= Nikolai Prilezhaev =

Nikolai Alexandrovich Prilezhaev, Николай Александрович Прилежаев, (Born September 15 [O.S. 27], 1887 in Kopossevo near Nizhny Novgorod, died May 26, 1944, in Moscow) was a Russian organic chemist. The Prilezhaev reaction, in which an alkene and a peroxyacid react to form an epoxide, is named after him.

Prilezhaev was the son of a clergyman and studied chemistry at the Theological Seminary in Warsaw (graduated in 1895) and then at the University of Warsaw under the supervision of Yegor Yegorovich Vagner (Georg Wagner). After graduating in 1900 he was assistant professor of organic chemistry at the Polytechnic in Warsaw where he belonged to the school of organic chemistry founded by Wagner.
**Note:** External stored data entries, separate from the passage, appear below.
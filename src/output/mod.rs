//! Result output formatters.
//!
//! This module provides formatters for presenting validation results in
//! different formats (human-readable, JSON).

pub mod human;
pub mod json;

use crate::rule::RuleResult;
use std::io::Write;

/// Output format for validation results.
#[derive(Debug, Clone, Copy, PartialEq, Eq)]
pub enum OutputFormat {
    Human,
    Json,
}

/// Trait for formatting validation results.
pub trait ResultFormatter {
    /// Format results to the given writer.
    fn format<W: Write>(&self, results: &[RuleResult], writer: &mut W) -> std::io::Result<()>;
}

pub use human::HumanFormatter;
pub use json::JsonFormatter;
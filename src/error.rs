//! Error types for oaslint operations.
//!
//! This module defines [`OaslintError`], the primary error type used throughout
//! the crate, and a [`Result`] type alias for convenience.
//!
//! # Error Handling Strategy
//!
//! - Use `OaslintError` for domain-specific errors that need distinct handling
//! - Use `anyhow::Error` (via `OaslintError::Other`) for unexpected errors
//! - Parse errors and rule contract errors abort a validation call outright;
//!   callers get either a complete result list or a single structured error

use thiserror::Error;

/// Core error type for oaslint operations.
#[derive(Debug, Error)]
pub enum OaslintError {
    /// Input content does not conform to the expected document grammar.
    #[error("Failed to parse API document: {message}")]
    Parse { message: String },

    /// A check declared an unsupported result type. This is a defect in the
    /// rule, not in the document under validation.
    #[error("Unsupported return type from check '{check}' of rule '{rule}': {type_name}")]
    RuleContract {
        rule: String,
        check: String,
        type_name: String,
    },

    /// IO error wrapper.
    #[error("IO error: {0}")]
    Io(#[from] std::io::Error),

    /// Generic wrapped error for anyhow interop.
    #[error(transparent)]
    Other(#[from] anyhow::Error),
}

/// Result type alias for oaslint operations.
pub type Result<T> = std::result::Result<T, OaslintError>;

#[cfg(test)]
mod tests {
    use super::*;

    #[test]
    fn parse_error_displays_message() {
        let err = OaslintError::Parse {
            message: "unexpected token at line 3".into(),
        };
        assert!(err.to_string().contains("unexpected token at line 3"));
    }

    #[test]
    fn rule_contract_error_names_type_rule_and_check() {
        let err = OaslintError::RuleContract {
            rule: "101".into(),
            check: "validate".into(),
            type_name: "alloc::string::String".into(),
        };
        let msg = err.to_string();
        assert!(msg.contains("alloc::string::String"));
        assert!(msg.contains("101"));
        assert!(msg.contains("validate"));
    }

    #[test]
    fn io_error_converts_from_std() {
        let io_err = std::io::Error::new(std::io::ErrorKind::NotFound, "file missing");
        let err: OaslintError = io_err.into();
        assert!(matches!(err, OaslintError::Io(_)));
    }

    #[test]
    fn result_type_alias_works() {
        fn returns_error() -> Result<()> {
            Err(OaslintError::Parse {
                message: "test".into(),
            })
        }
        assert!(returns_error().is_err());
    }
}
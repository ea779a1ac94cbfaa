//! Structural JSON-Schema validation.
//!
//! [`JsonSchemaValidator`] checks a JSON tree against a draft-04 style
//! schema and reports every mismatch with a message and a document pointer.
//! It covers the keyword subset the bundled API schemas use: `type`, `enum`,
//! `required`, `properties`, `patternProperties`, `additionalProperties`,
//! `items`, array/string/number constraints, `allOf`/`anyOf`/`oneOf`/`not`,
//! and `$ref` (local pointers plus redirected absolute URLs).
//!
//! References to well-known external schema URLs are resolved through a
//! redirect table of bundled documents, so validation never touches the
//! network.

use std::collections::HashMap;

use serde_json::Value;

use crate::document::DocumentPointer;

/// One schema-validation finding.
#[derive(Debug, Clone)]
pub struct SchemaMessage {
    /// What failed.
    pub message: String,
    /// Where in the instance it failed.
    pub pointer: DocumentPointer,
}

/// The full outcome of validating one instance.
#[derive(Debug, Clone, Default)]
pub struct SchemaValidation {
    /// All findings, in instance order. Empty means conformant.
    pub messages: Vec<SchemaMessage>,
}

/// Validates JSON instances against a fixed schema document.
pub struct JsonSchemaValidator {
    schema: Value,
    redirects: HashMap<String, Value>,
}

// Deeply recursive schemas (the draft-04 meta-schema references itself) are
// cut off rather than allowed to recurse unboundedly.
const MAX_DEPTH: usize = 64;

impl JsonSchemaValidator {
    /// Create a validator over a schema with no external references.
    pub fn new(schema: Value) -> Self {
        Self::with_redirects(schema, HashMap::new())
    }

    /// Create a validator that resolves absolute `$ref` URLs through a
    /// redirect table of bundled schema documents.
    pub fn with_redirects(schema: Value, redirects: HashMap<String, Value>) -> Self {
        Self { schema, redirects }
    }

    /// Validate an instance; an empty message list means conformant.
    pub fn validate(&self, instance: &Value) -> SchemaValidation {
        let mut walker = Walker {
            validator: self,
            messages: Vec::new(),
        };
        walker.check(&self.schema, &self.schema, instance, &DocumentPointer::root(), 0);
        SchemaValidation {
            messages: walker.messages,
        }
    }

    /// Resolve a `$ref` string to a (schema, resolution root) pair.
    fn resolve_ref<'a>(&'a self, reference: &str, root: &'a Value) -> Option<(&'a Value, &'a Value)> {
        let (base, fragment) = match reference.split_once('#') {
            Some((base, fragment)) => (base, fragment),
            None => (reference, ""),
        };
        let target_root = if base.is_empty() {
            root
        } else {
            match self.redirects.get(base.trim_end_matches('/')) {
                Some(document) => document,
                None => {
                    tracing::debug!(reference, "skipping unresolvable external $ref");
                    return None;
                }
            }
        };
        let schema = if fragment.is_empty() {
            target_root
        } else {
            target_root.pointer(fragment)?
        };
        Some((schema, target_root))
    }
}

struct Walker<'a> {
    validator: &'a JsonSchemaValidator,
    messages: Vec<SchemaMessage>,
}

impl<'a> Walker<'a> {
    fn report(&mut self, pointer: &DocumentPointer, message: String) {
        self.messages.push(SchemaMessage {
            message,
            pointer: pointer.clone(),
        });
    }

    /// Run a subschema in isolation and report whether it matched.
    fn matches(&self, schema: &'a Value, root: &'a Value, instance: &Value, depth: usize) -> bool {
        let mut scratch = Walker {
            validator: self.validator,
            messages: Vec::new(),
        };
        scratch.check(schema, root, instance, &DocumentPointer::root(), depth);
        scratch.messages.is_empty()
    }

    fn check(
        &mut self,
        schema: &'a Value,
        root: &'a Value,
        instance: &Value,
        pointer: &DocumentPointer,
        depth: usize,
    ) {
        if depth > MAX_DEPTH {
            return;
        }
        let Some(schema) = schema.as_object() else {
            return;
        };

        // In draft-04, $ref replaces all sibling keywords.
        if let Some(reference) = schema.get("$ref").and_then(Value::as_str) {
            if let Some((target, target_root)) = self.validator.resolve_ref(reference, root) {
                self.check(target, target_root, instance, pointer, depth + 1);
            }
            return;
        }

        if let Some(types) = schema.get("type") {
            self.check_type(types, instance, pointer);
        }

        if let Some(allowed) = schema.get("enum").and_then(Value::as_array) {
            if !allowed.contains(instance) {
                self.report(
                    pointer,
                    format!("value is not one of the allowed values: {allowed:?}"),
                );
            }
        }

        if let Some(subschemas) = schema.get("allOf").and_then(Value::as_array) {
            for subschema in subschemas {
                self.check(subschema, root, instance, pointer, depth + 1);
            }
        }

        if let Some(subschemas) = schema.get("anyOf").and_then(Value::as_array) {
            let matched = subschemas
                .iter()
                .any(|subschema| self.matches(subschema, root, instance, depth + 1));
            if !matched {
                self.report(pointer, "does not match any of the required schemas".into());
            }
        }

        if let Some(subschemas) = schema.get("oneOf").and_then(Value::as_array) {
            let matched = subschemas
                .iter()
                .filter(|subschema| self.matches(subschema, root, instance, depth + 1))
                .count();
            if matched != 1 {
                self.report(
                    pointer,
                    format!("matches {matched} of the schemas when exactly one is required"),
                );
            }
        }

        if let Some(subschema) = schema.get("not") {
            if self.matches(subschema, root, instance, depth + 1) {
                self.report(pointer, "must not match the forbidden schema".into());
            }
        }

        match instance {
            Value::Object(fields) => self.check_object(schema, root, fields, pointer, depth),
            Value::Array(items) => self.check_array(schema, root, items, pointer, depth),
            Value::String(text) => self.check_string(schema, text, pointer),
            Value::Number(_) => self.check_number(schema, instance, pointer),
            _ => {}
        }
    }

    fn check_type(&mut self, types: &Value, instance: &Value, pointer: &DocumentPointer) {
        let actual = type_name(instance);
        let accepts = |expected: &str| match expected {
            "number" => matches!(instance, Value::Number(_)),
            "integer" => instance
                .as_number()
                .is_some_and(|n| n.is_i64() || n.is_u64()),
            other => other == actual,
        };
        let ok = match types {
            Value::String(expected) => accepts(expected),
            Value::Array(options) => options
                .iter()
                .filter_map(Value::as_str)
                .any(accepts),
            _ => true,
        };
        if !ok {
            self.report(pointer, format!("expected type {types}, found {actual}"));
        }
    }

    fn check_object(
        &mut self,
        schema: &'a serde_json::Map<String, Value>,
        root: &'a Value,
        fields: &serde_json::Map<String, Value>,
        pointer: &DocumentPointer,
        depth: usize,
    ) {
        if let Some(required) = schema.get("required").and_then(Value::as_array) {
            for name in required.iter().filter_map(Value::as_str) {
                if !fields.contains_key(name) {
                    self.report(pointer, format!("required property '{name}' is missing"));
                }
            }
        }

        let properties = schema.get("properties").and_then(Value::as_object);
        let pattern_properties = schema.get("patternProperties").and_then(Value::as_object);

        for (name, value) in fields {
            let child = pointer.child(name);
            let mut covered = false;

            if let Some(subschema) = properties.and_then(|p| p.get(name)) {
                covered = true;
                self.check(subschema, root, value, &child, depth + 1);
            }

            if let Some(patterns) = pattern_properties {
                for (pattern, subschema) in patterns {
                    let Ok(re) = regex::Regex::new(pattern) else {
                        continue;
                    };
                    if re.is_match(name) {
                        covered = true;
                        self.check(subschema, root, value, &child, depth + 1);
                    }
                }
            }

            if !covered {
                match schema.get("additionalProperties") {
                    Some(Value::Bool(false)) => {
                        self.report(pointer, format!("property '{name}' is not allowed"));
                    }
                    Some(subschema) if subschema.is_object() => {
                        self.check(subschema, root, value, &child, depth + 1);
                    }
                    _ => {}
                }
            }
        }
    }

    fn check_array(
        &mut self,
        schema: &'a serde_json::Map<String, Value>,
        root: &'a Value,
        items: &[Value],
        pointer: &DocumentPointer,
        depth: usize,
    ) {
        match schema.get("items") {
            Some(subschema) if subschema.is_object() => {
                for (index, item) in items.iter().enumerate() {
                    let child = pointer.child(&index.to_string());
                    self.check(subschema, root, item, &child, depth + 1);
                }
            }
            Some(Value::Array(subschemas)) => {
                for (index, (item, subschema)) in items.iter().zip(subschemas).enumerate() {
                    let child = pointer.child(&index.to_string());
                    self.check(subschema, root, item, &child, depth + 1);
                }
            }
            _ => {}
        }

        if let Some(min) = schema.get("minItems").and_then(Value::as_u64) {
            if (items.len() as u64) < min {
                self.report(pointer, format!("array has fewer than {min} items"));
            }
        }
        if let Some(max) = schema.get("maxItems").and_then(Value::as_u64) {
            if (items.len() as u64) > max {
                self.report(pointer, format!("array has more than {max} items"));
            }
        }
        if schema.get("uniqueItems").and_then(Value::as_bool) == Some(true) {
            for (index, item) in items.iter().enumerate() {
                if items[..index].contains(item) {
                    self.report(pointer, "array items are not unique".into());
                    break;
                }
            }
        }
    }

    fn check_string(
        &mut self,
        schema: &serde_json::Map<String, Value>,
        text: &str,
        pointer: &DocumentPointer,
    ) {
        let length = text.chars().count() as u64;
        if let Some(min) = schema.get("minLength").and_then(Value::as_u64) {
            if length < min {
                self.report(pointer, format!("string is shorter than {min} characters"));
            }
        }
        if let Some(max) = schema.get("maxLength").and_then(Value::as_u64) {
            if length > max {
                self.report(pointer, format!("string is longer than {max} characters"));
            }
        }
        if let Some(pattern) = schema.get("pattern").and_then(Value::as_str) {
            if let Ok(re) = regex::Regex::new(pattern) {
                if !re.is_match(text) {
                    self.report(pointer, format!("string does not match pattern '{pattern}'"));
                }
            }
        }
    }

    fn check_number(
        &mut self,
        schema: &serde_json::Map<String, Value>,
        instance: &Value,
        pointer: &DocumentPointer,
    ) {
        let Some(value) = instance.as_f64() else {
            return;
        };
        if let Some(min) = schema.get("minimum").and_then(Value::as_f64) {
            let exclusive = schema.get("exclusiveMinimum").and_then(Value::as_bool) == Some(true);
            if value < min || (exclusive && value == min) {
                self.report(pointer, format!("value is below the minimum of {min}"));
            }
        }
        if let Some(max) = schema.get("maximum").and_then(Value::as_f64) {
            let exclusive = schema.get("exclusiveMaximum").and_then(Value::as_bool) == Some(true);
            if value > max || (exclusive && value == max) {
                self.report(pointer, format!("value is above the maximum of {max}"));
            }
        }
        if let Some(divisor) = schema.get("multipleOf").and_then(Value::as_f64) {
            if divisor != 0.0 && (value / divisor).fract().abs() > f64::EPSILON {
                self.report(pointer, format!("value is not a multiple of {divisor}"));
            }
        }
    }
}

fn type_name(value: &Value) -> &'static str {
    match value {
        Value::Null => "null",
        Value::Bool(_) => "boolean",
        Value::Number(_) => "number",
        Value::String(_) => "string",
        Value::Array(_) => "array",
        Value::Object(_) => "object",
    }
}
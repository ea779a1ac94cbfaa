//! Guideline violations.

use crate::document::DocumentPointer;

/// One concrete guideline breach at a specific document location.
///
/// Value type; equal violations are interchangeable.
#[derive(Debug, Clone, PartialEq, Eq)]
pub struct Violation {
    /// Human-readable description of the breach.
    pub message: String,
    /// Where in the document it was found (may be the root).
    pub pointer: DocumentPointer,
}

impl Violation {
    /// Create a violation at a specific location.
    pub fn new(message: impl Into<String>, pointer: DocumentPointer) -> Self {
        Self {
            message: message.into(),
            pointer,
        }
    }

    /// Create a violation at the document root.
    pub fn at_root(message: impl Into<String>) -> Self {
        Self::new(message, DocumentPointer::root())
    }
}
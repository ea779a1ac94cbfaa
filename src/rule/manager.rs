//! Rule registry.
//!
//! The [`RulesManager`] holds the immutable collection of registered rules
//! and answers discovery queries. It is built once at startup and never
//! mutated afterwards, so it can be shared freely across concurrent
//! validation calls.

use super::rule::{RuleBinding, RuleDetails, RuleIdentity, RuleMetadata, RuleSet};
use crate::document::DocumentKind;

/// Immutable registry of all registered rules, in registration order.
pub struct RulesManager {
    rules: Vec<RuleDetails>,
}

impl RulesManager {
    /// Build the registry from rule-set records and rule bindings.
    ///
    /// Registration is best-effort over a heterogeneous set of candidates: a
    /// binding naming a rule set that is not among `rule_sets` is dropped,
    /// not an error.
    pub fn new(rule_sets: &[RuleSet], bindings: Vec<RuleBinding>) -> Self {
        let rules = bindings
            .into_iter()
            .filter_map(|binding| {
                if !rule_sets.iter().any(|rs| rs.id == binding.rule_set) {
                    tracing::debug!(
                        rule = %binding.id,
                        rule_set = %binding.rule_set,
                        "dropping rule bound to unknown rule set"
                    );
                    return None;
                }
                Some(RuleDetails {
                    metadata: RuleMetadata {
                        identity: RuleIdentity {
                            rule_set: binding.rule_set,
                            id: binding.id,
                        },
                        severity: binding.severity,
                        title: binding.title,
                    },
                    instance: binding.instance,
                })
            })
            .collect();
        Self { rules }
    }

    /// All registered rules, in registration order.
    pub fn all_rules(&self) -> &[RuleDetails] {
        &self.rules
    }

    /// Rules with at least one check accepting documents of `kind`.
    ///
    /// Preserves registration order.
    pub fn rules_applicable_to(&self, kind: DocumentKind) -> impl Iterator<Item = &RuleDetails> {
        self.rules.iter().filter(move |details| {
            details
                .instance
                .checks()
                .iter()
                .any(|check| check.inputs.accepts_kind(kind))
        })
    }

    /// Look up a rule by id.
    pub fn get(&self, rule_id: &str) -> Option<&RuleDetails> {
        self.rules
            .iter()
            .find(|details| details.metadata.identity.id == rule_id)
    }

    /// Number of registered rules.
    pub fn len(&self) -> usize {
        self.rules.len()
    }

    /// Whether no rules are registered.
    pub fn is_empty(&self) -> bool {
        self.rules.is_empty()
    }
}

#[cfg(test)]
mod tests {
    use std::sync::Arc;

    use super::*;
    use crate::rule::check::{CheckDescriptor, CheckInputs, CheckOutcome};
    use crate::rule::rule::Rule;
    use crate::rule::severity::Severity;

    struct KindRule {
        checks: Vec<CheckDescriptor>,
    }

    impl KindRule {
        fn for_kinds(kinds: &[DocumentKind]) -> Self {
            Self {
                checks: vec![CheckDescriptor::new(
                    "noop",
                    Severity::Should,
                    CheckInputs::document(kinds),
                    |_ctx| CheckOutcome::Empty,
                )],
            }
        }
    }

    impl Rule for KindRule {
        fn checks(&self) -> &[CheckDescriptor] {
            &self.checks
        }
    }

    fn binding(rule_set: &str, id: &str, kinds: &[DocumentKind]) -> RuleBinding {
        RuleBinding::new(
            rule_set,
            id,
            Severity::Should,
            format!("Rule {id}"),
            Arc::new(KindRule::for_kinds(kinds)),
        )
    }

    fn rule_sets() -> Vec<RuleSet> {
        vec![RuleSet::new("test", "Test Guidelines")]
    }

    #[test]
    fn empty_registry() {
        let manager = RulesManager::new(&rule_sets(), vec![]);
        assert!(manager.is_empty());
        assert_eq!(manager.len(), 0);
    }

    #[test]
    fn preserves_registration_order() {
        let manager = RulesManager::new(
            &rule_sets(),
            vec![
                binding("test", "first", &[DocumentKind::Swagger2]),
                binding("test", "second", &[DocumentKind::Swagger2]),
            ],
        );
        let ids: Vec<_> = manager
            .all_rules()
            .iter()
            .map(|d| d.metadata.identity.id.as_str())
            .collect();
        assert_eq!(ids, ["first", "second"]);
    }

    #[test]
    fn drops_bindings_with_unknown_rule_set() {
        let manager = RulesManager::new(
            &rule_sets(),
            vec![
                binding("test", "kept", &[DocumentKind::Swagger2]),
                binding("nonexistent", "dropped", &[DocumentKind::Swagger2]),
            ],
        );
        assert_eq!(manager.len(), 1);
        assert!(manager.get("kept").is_some());
        assert!(manager.get("dropped").is_none());
    }

    #[test]
    fn applicability_follows_check_inputs() {
        let manager = RulesManager::new(
            &rule_sets(),
            vec![
                binding("test", "swagger-only", &[DocumentKind::Swagger2]),
                binding("test", "openapi-only", &[DocumentKind::OpenApi3]),
                binding(
                    "test",
                    "both",
                    &[DocumentKind::Swagger2, DocumentKind::OpenApi3],
                ),
            ],
        );

        let ids: Vec<_> = manager
            .rules_applicable_to(DocumentKind::Swagger2)
            .map(|d| d.metadata.identity.id.as_str())
            .collect();
        assert_eq!(ids, ["swagger-only", "both"]);
    }

    #[test]
    fn lookup_by_id() {
        let manager = RulesManager::new(
            &rule_sets(),
            vec![binding("test", "101", &[DocumentKind::Swagger2])],
        );
        assert!(manager.get("101").is_some());
        assert!(manager.get("999").is_none());
    }
}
After earning a master's degree in 1912 in St. Petersburg, he became an associate professor of organic chemistry at the University of Warsaw. In 1915 he became a professor at the Polytechnic in Kiev and 1924 at the University of Minsk. There he established the Faculty of Chemistry and between 1931 and 1933 was director of the Institute of Chemistry of the Belarusian Academy of Sciences.

He dealt mostly with oxidation processes, following in the footsteps of chemists such as Alexei Nikolaevich Bach. For example, he studied reactions between unsaturated compounds and peroxides. He discovered the Prilezhaev reaction in 1908 and continued to study its intermediates and products.

He was a corresponding member of the Soviet Academy of Sciences (1933) and a member of the Belarusian Academy of Sciences (1940). In 1912 he received the Butlerov Prize.

== Bibliography ==
- Winfried R. Pötsch u. a.: Priležaev, Nikolaj Aleksandrovič. In: Lexikon bedeutender Chemiker. 1. Auflage. Bibliographisches Institut, Leipzig 1988, ISBN 3-323-00185-0, S. 351.